[EXERCISE DIRECTIONS] Nothing in the entries may be altered; copy them all exactly.

[MATERIAL SHOWN]

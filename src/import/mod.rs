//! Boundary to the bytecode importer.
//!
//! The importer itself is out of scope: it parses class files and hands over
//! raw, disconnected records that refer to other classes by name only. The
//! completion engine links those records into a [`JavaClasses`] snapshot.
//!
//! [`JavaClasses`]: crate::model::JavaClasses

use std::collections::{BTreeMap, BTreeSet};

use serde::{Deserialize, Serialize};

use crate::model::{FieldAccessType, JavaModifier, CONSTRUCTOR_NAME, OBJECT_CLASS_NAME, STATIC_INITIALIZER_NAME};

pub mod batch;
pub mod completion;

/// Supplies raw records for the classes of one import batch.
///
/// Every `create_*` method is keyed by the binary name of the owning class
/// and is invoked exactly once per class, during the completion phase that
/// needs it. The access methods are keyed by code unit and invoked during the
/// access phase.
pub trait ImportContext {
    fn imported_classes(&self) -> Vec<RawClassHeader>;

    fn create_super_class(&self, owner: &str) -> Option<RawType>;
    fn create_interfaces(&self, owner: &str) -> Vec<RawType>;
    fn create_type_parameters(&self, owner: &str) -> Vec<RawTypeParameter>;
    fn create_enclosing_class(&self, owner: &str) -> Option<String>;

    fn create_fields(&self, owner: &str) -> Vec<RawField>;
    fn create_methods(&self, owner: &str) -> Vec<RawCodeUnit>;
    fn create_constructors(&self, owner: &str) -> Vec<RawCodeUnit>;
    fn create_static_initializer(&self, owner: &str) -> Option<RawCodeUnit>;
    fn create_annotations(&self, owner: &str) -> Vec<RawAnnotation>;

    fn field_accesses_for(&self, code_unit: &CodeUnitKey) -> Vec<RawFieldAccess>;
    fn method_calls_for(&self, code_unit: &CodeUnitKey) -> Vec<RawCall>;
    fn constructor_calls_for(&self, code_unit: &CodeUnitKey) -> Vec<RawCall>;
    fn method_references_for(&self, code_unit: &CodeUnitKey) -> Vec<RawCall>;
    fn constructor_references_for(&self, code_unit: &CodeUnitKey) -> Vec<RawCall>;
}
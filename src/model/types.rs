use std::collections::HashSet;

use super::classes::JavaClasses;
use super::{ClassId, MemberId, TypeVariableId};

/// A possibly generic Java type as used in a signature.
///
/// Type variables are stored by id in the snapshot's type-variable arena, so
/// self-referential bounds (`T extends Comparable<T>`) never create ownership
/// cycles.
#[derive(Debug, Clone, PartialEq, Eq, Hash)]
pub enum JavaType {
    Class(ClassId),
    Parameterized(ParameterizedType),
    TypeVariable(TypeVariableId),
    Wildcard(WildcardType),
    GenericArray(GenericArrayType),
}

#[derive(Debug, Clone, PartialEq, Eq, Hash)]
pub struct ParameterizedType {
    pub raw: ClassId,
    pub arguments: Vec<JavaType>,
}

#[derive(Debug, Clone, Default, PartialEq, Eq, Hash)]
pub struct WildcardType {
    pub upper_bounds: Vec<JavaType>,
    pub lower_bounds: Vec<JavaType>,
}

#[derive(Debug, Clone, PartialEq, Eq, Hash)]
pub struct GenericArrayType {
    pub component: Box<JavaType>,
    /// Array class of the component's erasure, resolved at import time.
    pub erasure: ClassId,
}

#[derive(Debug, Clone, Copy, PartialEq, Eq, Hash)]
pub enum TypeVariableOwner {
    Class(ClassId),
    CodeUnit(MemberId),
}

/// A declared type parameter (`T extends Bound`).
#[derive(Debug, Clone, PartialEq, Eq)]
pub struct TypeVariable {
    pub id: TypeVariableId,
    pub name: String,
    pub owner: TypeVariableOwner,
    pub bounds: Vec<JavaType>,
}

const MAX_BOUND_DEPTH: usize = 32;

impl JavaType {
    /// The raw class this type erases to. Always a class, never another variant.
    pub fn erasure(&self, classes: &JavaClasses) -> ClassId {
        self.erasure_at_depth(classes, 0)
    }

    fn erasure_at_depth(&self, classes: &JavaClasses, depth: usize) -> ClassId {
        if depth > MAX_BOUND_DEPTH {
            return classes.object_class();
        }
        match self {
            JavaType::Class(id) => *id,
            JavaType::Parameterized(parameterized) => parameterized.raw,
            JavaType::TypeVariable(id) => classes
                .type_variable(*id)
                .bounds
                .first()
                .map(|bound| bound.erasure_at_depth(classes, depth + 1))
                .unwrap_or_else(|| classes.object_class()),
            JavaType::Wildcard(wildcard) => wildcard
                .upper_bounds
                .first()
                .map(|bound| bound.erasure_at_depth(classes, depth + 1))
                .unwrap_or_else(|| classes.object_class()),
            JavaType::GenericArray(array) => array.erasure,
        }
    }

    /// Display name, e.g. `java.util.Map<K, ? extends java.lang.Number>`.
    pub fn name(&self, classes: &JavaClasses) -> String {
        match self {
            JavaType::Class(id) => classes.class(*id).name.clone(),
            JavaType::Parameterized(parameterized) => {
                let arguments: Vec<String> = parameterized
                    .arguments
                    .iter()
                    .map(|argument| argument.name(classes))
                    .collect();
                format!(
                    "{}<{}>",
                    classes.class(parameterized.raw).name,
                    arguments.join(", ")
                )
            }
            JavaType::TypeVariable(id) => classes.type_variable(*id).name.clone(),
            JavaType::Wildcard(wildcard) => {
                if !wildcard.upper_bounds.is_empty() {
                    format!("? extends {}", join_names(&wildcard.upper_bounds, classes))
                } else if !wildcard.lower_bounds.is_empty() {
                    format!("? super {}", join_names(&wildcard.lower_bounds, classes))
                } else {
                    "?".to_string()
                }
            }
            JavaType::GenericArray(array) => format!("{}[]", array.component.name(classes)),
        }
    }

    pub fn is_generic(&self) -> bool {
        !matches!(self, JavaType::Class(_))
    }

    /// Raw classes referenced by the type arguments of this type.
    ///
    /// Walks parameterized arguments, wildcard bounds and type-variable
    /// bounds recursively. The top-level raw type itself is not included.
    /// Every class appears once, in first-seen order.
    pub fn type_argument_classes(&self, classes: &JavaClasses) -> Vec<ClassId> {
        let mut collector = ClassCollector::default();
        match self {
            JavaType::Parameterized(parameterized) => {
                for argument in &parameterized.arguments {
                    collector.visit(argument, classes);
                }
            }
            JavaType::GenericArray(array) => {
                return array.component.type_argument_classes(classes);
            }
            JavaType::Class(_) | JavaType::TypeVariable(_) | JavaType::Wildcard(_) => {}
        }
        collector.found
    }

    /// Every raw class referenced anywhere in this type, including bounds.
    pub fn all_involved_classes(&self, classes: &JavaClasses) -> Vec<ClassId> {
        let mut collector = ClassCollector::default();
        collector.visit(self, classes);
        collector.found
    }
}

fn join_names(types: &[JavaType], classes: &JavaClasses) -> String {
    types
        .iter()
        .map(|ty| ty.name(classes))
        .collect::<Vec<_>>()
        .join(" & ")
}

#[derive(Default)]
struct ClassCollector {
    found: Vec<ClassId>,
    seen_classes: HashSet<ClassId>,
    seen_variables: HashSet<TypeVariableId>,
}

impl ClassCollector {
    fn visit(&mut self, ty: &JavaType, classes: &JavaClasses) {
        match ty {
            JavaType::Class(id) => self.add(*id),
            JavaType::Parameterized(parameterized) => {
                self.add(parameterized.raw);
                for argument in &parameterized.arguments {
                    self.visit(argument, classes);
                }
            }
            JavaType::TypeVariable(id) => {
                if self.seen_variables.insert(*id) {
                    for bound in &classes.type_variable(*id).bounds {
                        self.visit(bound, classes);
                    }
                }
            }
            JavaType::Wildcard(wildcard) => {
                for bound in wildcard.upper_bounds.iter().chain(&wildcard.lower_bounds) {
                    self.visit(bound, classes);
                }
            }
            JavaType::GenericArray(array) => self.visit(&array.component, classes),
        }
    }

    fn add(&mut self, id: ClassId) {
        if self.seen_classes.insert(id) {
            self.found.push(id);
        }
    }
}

[ANSWER SECTION]
filename src/import/mod.rs
//! Boundary to the bytecode importer.
//!
//! The importer itself is out of scope: it parses class files and hands over
//! raw, disconnected records that refer to other classes by name only. The
//! completion engine links those records into a [`JavaClasses`] snapshot.
//!
//! [`JavaClasses`]: crate::model::JavaClasses

use std::collections::{BTreeMap, BTreeSet};

use serde::{Deserialize, Serialize};

use crate::model::{FieldAccessType, JavaModifier, CONSTRUCTOR_NAME, OBJECT_CLASS_NAME, STATIC_INITIALIZER_NAME};

pub mod batch;
pub mod completion;

/// Supplies raw records for the classes of one import batch.
///
/// Every `create_*` method is keyed by the binary name of the owning class
/// and is invoked exactly once per class, during the completion phase that
/// needs it. The access methods are keyed by code unit and invoked during the
/// access phase.
pub trait ImportContext {
    fn imported_classes(&self) -> Vec<RawClassHeader>;

    fn create_super_class(&self, owner: &str) -> Option<RawType>;
    fn create_interfaces(&self, owner: &str) -> Vec<RawType>;
    fn create_type_parameters(&self, owner: &str) -> Vec<RawTypeParameter>;
    fn create_enclosing_class(&self, owner: &str) -> Option<String>;

    fn create_fields(&self, owner: &str) -> Vec<RawField>;
    fn create_methods(&self, owner: &str) -> Vec<RawCodeUnit>;
    fn create_constructors(&self, owner: &str) -> Vec<RawCodeUnit>;
    fn create_static_initializer(&self, owner: &str) -> Option<RawCodeUnit>;
    fn create_annotations(&self, owner: &str) -> Vec<RawAnnotation>;

    fn field_accesses_for(&self, code_unit: &CodeUnitKey) -> Vec<RawFieldAccess>;
    fn method_calls_for(&self, code_unit: &CodeUnitKey) -> Vec<RawCall>;
    fn constructor_calls_for(&self, code_unit: &CodeUnitKey) -> Vec<RawCall>;
    fn method_references_for(&self, code_unit: &CodeUnitKey) -> Vec<RawCall>;
    fn constructor_references_for(&self, code_unit: &CodeUnitKey) -> Vec<RawCall>;
}
filename src/model/types.rs
use std::collections::HashSet;

use super::classes::JavaClasses;
use super::{ClassId, MemberId, TypeVariableId};

/// A possibly generic Java type as used in a signature.
///
/// Type variables are stored by id in the snapshot's type-variable arena, so
/// self-referential bounds (`T extends Comparable<T>`) never create ownership
/// cycles.
#[derive(Debug, Clone, PartialEq, Eq, Hash)]
pub enum JavaType {
    Class(ClassId),
    Parameterized(ParameterizedType),
    TypeVariable(TypeVariableId),
    Wildcard(WildcardType),
    GenericArray(GenericArrayType),
}

#[derive(Debug, Clone, PartialEq, Eq, Hash)]
pub struct ParameterizedType {
    pub raw: ClassId,
    pub arguments: Vec<JavaType>,
}

#[derive(Debug, Clone, Default, PartialEq, Eq, Hash)]
pub struct WildcardType {
    pub upper_bounds: Vec<JavaType>,
    pub lower_bounds: Vec<JavaType>,
}

#[derive(Debug, Clone, PartialEq, Eq, Hash)]
pub struct GenericArrayType {
    pub component: Box<JavaType>,
    /// Array class of the component's erasure, resolved at import time.
    pub erasure: ClassId,
}

#[derive(Debug, Clone, Copy, PartialEq, Eq, Hash)]
pub enum TypeVariableOwner {
    Class(ClassId),
    CodeUnit(MemberId),
}

/// A declared type parameter (`T extends Bound`).
#[derive(Debug, Clone, PartialEq, Eq)]
pub struct TypeVariable {
    pub id: TypeVariableId,
    pub name: String,
    pub owner: TypeVariableOwner,
    pub bounds: Vec<JavaType>,
}

const MAX_BOUND_DEPTH: usize = 32;

impl JavaType {
    /// The raw class this type erases to. Always a class, never another variant.
    pub fn erasure(&self, classes: &JavaClasses) -> ClassId {
        self.erasure_at_depth(classes, 0)
    }

    fn erasure_at_depth(&self, classes: &JavaClasses, depth: usize) -> ClassId {
        if depth > MAX_BOUND_DEPTH {
            return classes.object_class();
        }
        match self {
            JavaType::Class(id) => *id,
            JavaType::Parameterized(parameterized) => parameterized.raw,
            JavaType::TypeVariable(id) => classes
                .type_variable(*id)
                .bounds
                .first()
                .map(|bound| bound.erasure_at_depth(classes, depth + 1))
                .unwrap_or_else(|| classes.object_class()),
            JavaType::Wildcard(wildcard) => wildcard
                .upper_bounds
                .first()
                .map(|bound| bound.erasure_at_depth(classes, depth + 1))
                .unwrap_or_else(|| classes.object_class()),
            JavaType::GenericArray(array) => array.erasure,
        }
    }

    /// Display name, e.g. `java.util.Map<K, ? extends java.lang.Number>`.
    pub fn name(&self, classes: &JavaClasses) -> String {
        match self {
            JavaType::Class(id) => classes.class(*id).name.clone(),
            JavaType::Parameterized(parameterized) => {
                let arguments: Vec<String> = parameterized
                    .arguments
                    .iter()
                    .map(|argument| argument.name(classes))
                    .collect();
                format!(
                    "{}<{}>",
                    classes.class(parameterized.raw).name,
                    arguments.join(", ")
                )
            }
            JavaType::TypeVariable(id) => classes.type_variable(*id).name.clone(),
            JavaType::Wildcard(wildcard) => {
                if !wildcard.upper_bounds.is_empty() {
                    format!("? extends {}", join_names(&wildcard.upper_bounds, classes))
                } else if !wildcard.lower_bounds.is_empty() {
                    format!("? super {}", join_names(&wildcard.lower_bounds, classes))
                } else {
                    "?".to_string()
                }
            }
            JavaType::GenericArray(array) => format!("{}[]", array.component.name(classes)),
        }
    }

    pub fn is_generic(&self) -> bool {
        !matches!(self, JavaType::Class(_))
    }

    /// Raw classes referenced by the type arguments of this type.
    ///
    /// Walks parameterized arguments, wildcard bounds and type-variable
    /// bounds recursively. The top-level raw type itself is not included.
    /// Every class appears once, in first-seen order.
    pub fn type_argument_classes(&self, classes: &JavaClasses) -> Vec<ClassId> {
        let mut collector = ClassCollector::default();
        match self {
            JavaType::Parameterized(parameterized) => {
                for argument in &parameterized.arguments {
                    collector.visit(argument, classes);
                }
            }
            JavaType::GenericArray(array) => {
                return array.component.type_argument_classes(classes);
            }
            JavaType::Class(_) | JavaType::TypeVariable(_) | JavaType::Wildcard(_) => {}
        }
        collector.found
    }

    /// Every raw class referenced anywhere in this type, including bounds.
    pub fn all_involved_classes(&self, classes: &JavaClasses) -> Vec<ClassId> {
        let mut collector = ClassCollector::default();
        collector.visit(self, classes);
        collector.found
    }
}

fn join_names(types: &[JavaType], classes: &JavaClasses) -> String {
    types
        .iter()
        .map(|ty| ty.name(classes))
        .collect::<Vec<_>>()
        .join(" & ")
}

#[derive(Default)]
struct ClassCollector {
    found: Vec<ClassId>,
    seen_classes: HashSet<ClassId>,
    seen_variables: HashSet<TypeVariableId>,
}

impl ClassCollector {
    fn visit(&mut self, ty: &JavaType, classes: &JavaClasses) {
        match ty {
            JavaType::Class(id) => self.add(*id),
            JavaType::Parameterized(parameterized) => {
                self.add(parameterized.raw);
                for argument in &parameterized.arguments {
                    self.visit(argument, classes);
                }
            }
            JavaType::TypeVariable(id) => {
                if self.seen_variables.insert(*id) {
                    for bound in &classes.type_variable(*id).bounds {
                        self.visit(bound, classes);
                    }
                }
            }
            JavaType::Wildcard(wildcard) => {
                for bound in wildcard.upper_bounds.iter().chain(&wildcard.lower_bounds) {
                    self.visit(bound, classes);
                }
            }
            JavaType::GenericArray(array) => self.visit(&array.component, classes),
        }
    }

    fn add(&mut self, id: ClassId) {
        if self.seen_classes.insert(id) {
            self.found.push(id);
        }
    }
}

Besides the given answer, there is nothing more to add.